Re: Issue 2: Horizontal Rule properties

David Perrell <davidp@earthlink.net> wrote:
> This _should_ get the rule you want:
> STYLE TYPE="text/css">
> HR.fancy {
>     background: transparent;
>     border: 0;
>     margin: 0;
>     border-top: 10px solid blue;
>     margin-left: 50%; }
> </STYLE>

I've just tested David's suggested rule-group for horizontal rules.
I'll add screen shots for this and the below background stuff
soon.

Navigator 4.01 gets the correct alignment and left-margin (therefore
getting the right width, 50%), but the rule has no blue border.
Navigator's list of known issues says that border must be applied for
all four sides, not just one side, so I'm not surprised this didn't
work.  When I change "border-top" to "border" Navigator puts the border
*after* the rule.  Bizarre!

IE 4.0 pp2 bungles David's rule group completely.  The horizontal rule
appears full-width, with no border at all.  Every property/value is
ignored, particularly margin-left.  If Microsoft developers are listening
(are you?), pay attention to margins for PP3, since I think that's
the most problematic part of your current implementation.

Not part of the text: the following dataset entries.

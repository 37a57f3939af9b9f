//! Configured entry point for aligning a template against one target image.

use std::time::Instant;

use serde_json::Value;

use crate::core::config::{AlignConfig, ConfigValidator};
use crate::core::errors::KvMapResult;
use crate::domain::annotation::AnnotationDocument;
use crate::domain::words::{Word, WordNormalizer};
use crate::kvmap::assembler;
use crate::kvmap::context::AlignmentContext;
use crate::kvmap::result::AlignmentResult;
use crate::kvmap::stages;

/// Propagates a template onto new images.
///
/// The aligner holds only its configuration; every call builds a fresh
/// [`AlignmentContext`], so one instance can be shared freely across threads.
///
/// # Example
///
/// ```
/// use oar_kvmap::prelude::*;
///
/// let template = AnnotationDocument::new(
///     "template.jpg",
///     vec![Annotation::key(1, BoundingBox::from_coords(10.0, 10.0, 60.0, 30.0), "Class")],
/// );
/// let generic = vec![Word::new(BoundingBox::from_coords(100.0, 100.0, 180.0, 120.0), "Class:8")];
///
/// let result = TemplateAligner::default().align(&template, &generic, &[]);
/// let key = &result.document.annotations[0];
/// assert_eq!(key.bbox, Some(BoundingBox::from_coords(100.0, 100.0, 150.0, 120.0)));
/// assert_eq!(key.matched, Some(true));
/// ```
#[derive(Debug, Clone, Default)]
pub struct TemplateAligner {
    config: AlignConfig,
    normalizer: WordNormalizer,
}

impl TemplateAligner {
    /// Creates an aligner after validating `config`.
    pub fn new(config: AlignConfig) -> KvMapResult<Self> {
        config.validate()?;
        Ok(Self {
            config,
            normalizer: WordNormalizer::new(),
        })
    }

    pub fn config(&self) -> &AlignConfig {
        &self.config
    }

    /// Runs the staged pipeline over already-normalized words.
    pub fn align(
        &self,
        template: &AnnotationDocument,
        generic_words: &[Word],
        domain_words: &[Word],
    ) -> AlignmentResult {
        let start = Instant::now();
        let mut ctx = AlignmentContext::new(&self.config, template, generic_words, domain_words);

        stages::prepare(&mut ctx);
        stages::anchor_keys_by_text(&mut ctx);
        stages::anchor_keys_by_value(&mut ctx);
        stages::refine_value_anchored_keys(&mut ctx);
        stages::match_etcs(&mut ctx);

        let result = assembler::assemble(&ctx);
        let stats = &result.stats;
        tracing::info!(
            image = %template.image,
            keys = stats.keys_total,
            text_anchored = stats.keys_text_anchored,
            value_anchored = stats.keys_value_anchored,
            refined = stats.keys_refined,
            unmatched = stats.keys_unmatched,
            value_lines = stats.value_lines,
            etcs_matched = stats.etcs_matched,
            elapsed_ms = start.elapsed().as_secs_f64() * 1000.0,
            "template aligned"
        );
        result
    }

    /// Normalizes raw OCR payloads, then aligns.
    ///
    /// When the domain payload advertises its image size, the output document
    /// takes that width and height.
    pub fn align_payloads(
        &self,
        template: &AnnotationDocument,
        generic_ocr: &Value,
        domain_ocr: &Value,
    ) -> AlignmentResult {
        let generic = self.normalizer.normalize(generic_ocr);
        let domain = self.normalizer.normalize(domain_ocr);
        tracing::debug!(
            generic_format = ?generic.format,
            generic_words = generic.words.len(),
            domain_format = ?domain.format,
            domain_words = domain.words.len(),
            "normalized OCR payloads"
        );

        let mut result = self.align(template, &generic.words, &domain.words);
        if let Some(size) = domain.image_size.or(generic.image_size) {
            result.document.width = Some(size.width);
            result.document.height = Some(size.height);
        }
        result
    }
}

/// Aligns with the default configuration.
pub fn align(
    template: &AnnotationDocument,
    generic_words: &[Word],
    domain_words: &[Word],
) -> AlignmentResult {
    TemplateAligner::default().align(template, generic_words, domain_words)
}

#[cfg(test)]
mod tests {
    use super::*;
    use crate::core::errors::KvMapError;
    use crate::domain::annotation::{Annotation, AnnotationKind};
    use crate::processors::geometry::BoundingBox;
    use serde_json::json;

    fn bbox(x1: f32, y1: f32, x2: f32, y2: f32) -> BoundingBox {
        BoundingBox::from_coords(x1, y1, x2, y2)
    }

    fn word(text: &str, x1: f32, y1: f32, x2: f32, y2: f32) -> Word {
        Word::new(bbox(x1, y1, x2, y2), text)
    }

    #[test]
    fn test_invalid_config_rejected() {
        let config = AlignConfig {
            key_refine_iou: -0.1,
            ..AlignConfig::default()
        };
        let err = TemplateAligner::new(config).unwrap_err();
        assert!(matches!(err, KvMapError::ConfigError { .. }));
    }

    #[test]
    fn test_scenario_key_relocated_preserving_width() {
        let template = AnnotationDocument::new(
            "tpl.jpg",
            vec![Annotation::key(1, bbox(10.0, 10.0, 60.0, 30.0), "Class")],
        );
        let generic = vec![word("Class:8", 100.0, 100.0, 180.0, 120.0)];
        let result = align(&template, &generic, &[]);

        assert_eq!(result.matched_manual.len(), 1);
        assert_eq!(
            result.matched_manual[0].annotation.bbox,
            Some(bbox(100.0, 100.0, 150.0, 120.0))
        );
        let key = &result.document.annotations[0];
        assert_eq!(key.bbox, Some(bbox(100.0, 100.0, 150.0, 120.0)));
        assert_eq!(key.matched, Some(true));
    }

    #[test]
    fn test_scenario_space_separated_value_merged() {
        let template = AnnotationDocument::new(
            "tpl.jpg",
            vec![
                Annotation::key(1, bbox(0.0, 60.0, 60.0, 80.0), "Shipper"),
                Annotation::value(2, 1, bbox(0.0, 0.0, 200.0, 50.0)),
            ],
        );
        let generic = vec![word("Shipper", 0.0, 60.0, 60.0, 80.0)];
        let domain = vec![word("A", 0.0, 0.0, 40.0, 20.0), word("B", 45.0, 0.0, 80.0, 20.0)];
        let result = align(&template, &generic, &domain);

        assert_eq!(result.candidates.value_spans.len(), 1);
        assert_eq!(result.candidates.value_spans[0].text, "A B");
        assert_eq!(result.candidates.value_spans[0].bbox, bbox(0.0, 0.0, 80.0, 20.0));

        let value = result
            .document
            .annotations
            .iter()
            .find(|a| a.kind == AnnotationKind::Value)
            .unwrap();
        assert_eq!(value.text.as_deref(), Some("A B"));
        assert_eq!(value.matched, Some(true));
    }

    #[test]
    fn test_scenario_line_break_yields_two_values() {
        let template = AnnotationDocument::new(
            "tpl.jpg",
            vec![
                Annotation::key(1, bbox(0.0, 0.0, 40.0, 20.0), "Port"),
                Annotation::value(2, 1, bbox(50.0, 0.0, 300.0, 200.0)),
            ],
        );
        let generic = vec![word("Port", 0.0, 0.0, 40.0, 20.0)];
        let domain = vec![
            word("SEOUL", 60.0, 10.0, 120.0, 30.0),
            word("KOREA", 60.0, 80.0, 120.0, 100.0),
        ];
        let result = align(&template, &generic, &domain);

        let orders: Vec<Option<u32>> = result
            .document
            .annotations
            .iter()
            .filter(|a| a.kind == AnnotationKind::Value)
            .map(|a| a.order)
            .collect();
        assert_eq!(orders, vec![Some(1), Some(2)]);
        assert_eq!(result.stats.value_lines, 2);
    }

    #[test]
    fn test_payloads_normalized_and_sized() {
        let template = AnnotationDocument::from_value(json!({
            "image": "tpl.jpg",
            "width": 1000,
            "height": 1400,
            "annotations": [
                {"id": 1, "type": "key", "bbox": [10, 10, 60, 30], "text": "Class", "key_id": 1},
                {"id": 2, "type": "value", "bbox": [70, 10, 200, 30], "text": null, "key_id": "1"}
            ]
        }))
        .unwrap();
        let generic = json!({"words": [{"text": "Class", "bbox": [110, 20, 160, 40]}]});
        let domain = json!({
            "Images": {"width": 2000, "height": 2800},
            "bbox": [{"x": [182, 300, 300, 182], "y": [20, 20, 40, 40], "data": "8"}]
        });
        let result = TemplateAligner::default().align_payloads(&template, &generic, &domain);

        assert_eq!(result.document.width, Some(2000));
        assert_eq!(result.document.height, Some(2800));
        let value = &result.document.annotations[1];
        assert_eq!(value.text.as_deref(), Some("8"));
        assert_eq!(value.bbox, Some(bbox(182.0, 20.0, 300.0, 40.0)));
    }

    #[test]
    fn test_runs_are_deterministic() {
        let template = AnnotationDocument::new(
            "tpl.jpg",
            vec![
                Annotation::key(1, bbox(10.0, 10.0, 60.0, 30.0), "Weight"),
                Annotation::value(2, 1, bbox(100.0, 10.0, 200.0, 30.0)),
                Annotation::key(3, bbox(10.0, 60.0, 60.0, 80.0), "Class"),
                Annotation::value(4, 3, bbox(100.0, 60.0, 200.0, 80.0)),
                Annotation::etc(5, bbox(0.0, 300.0, 100.0, 320.0), "Remarks"),
            ],
        );
        let generic = vec![
            word("W3!qht", 32.0, 27.0, 80.0, 45.0),
            word("Class", 20.0, 70.0, 70.0, 90.0),
            word("Remarks", 10.0, 305.0, 95.0, 325.0),
        ];
        let domain = vec![
            word("1,200", 120.0, 25.0, 160.0, 45.0),
            word("KG", 165.0, 25.0, 190.0, 45.0),
            word("8", 110.0, 70.0, 130.0, 90.0),
        ];

        let first = serde_json::to_string(&align(&template, &generic, &domain)).unwrap();
        let second = serde_json::to_string(&align(&template, &generic, &domain)).unwrap();
        assert_eq!(first, second);
    }
}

IE 3.02 just places an ordinary rule with no blue border, but it is
correctly right-aligned and 50% width.


> By declaring HR block, an author could define some very fancy rules
> with minimal markup using background images and different color
> borders. Provided, of course, height is a valid property.

I like the idea of background images for the rules; hadn't thought of that
before.  Finally a replacement for HTML 3.0's lamented
<HR SRC="foo.gif">.  But, upon testing, this wonderful idea is
not yet a reality.  In a STYLE element I declared:

.green {
     height: 10px;
     background: green;
     color: blue; }
.clouds {
     height: 20px;
     background: url(clouds.gif); }

In the document, I used:

foo-4 <HR CLASS="green"> foo-5 <HR CLASS="clouds"> foo-6
<P CLASS="clouds">foo-7
<P>foo-8
<P CLASS="green">foo-9
<P>foo-10

No go.  This resulted in:

IE 4.0 pp2:
A blue (not green) horizontal rule of 10 pixels appears between foo-4
and foo-5.  The next horizontal rule was the correct height (20 
pixels), but was transparent: no cloud image.
The text "foo-7" and "foo-9" both have the appropriate background,
extending the full width of the screen.
I'm not sure if the height is supposed to be ignored here (it's
not CSS1 core to change the height of non-replaced elements), but
it is.

IE 3.02:
Very strange.  The two horizontal rules appear with two pixels of
height on top of a rectangle of line height that shows the 
color and background image.  The background color of foo5 and
foo6 distorts the rules' background color.
The "foo-7" and "foo-9" text is only as wide as the text itself,
not the full width of the screen.

Navigator 4:02:
The horizontal rules are absolutely plain, without the specified
height or background.  The text "foo-7" and "foo-9" appears
the same as IE 3.02 does it, with the background only behind
the text itself, not full-width.


> The results you are getting are very disheartening, as was a recent
> attempt to use CSS1-defined rules with NSN4.01.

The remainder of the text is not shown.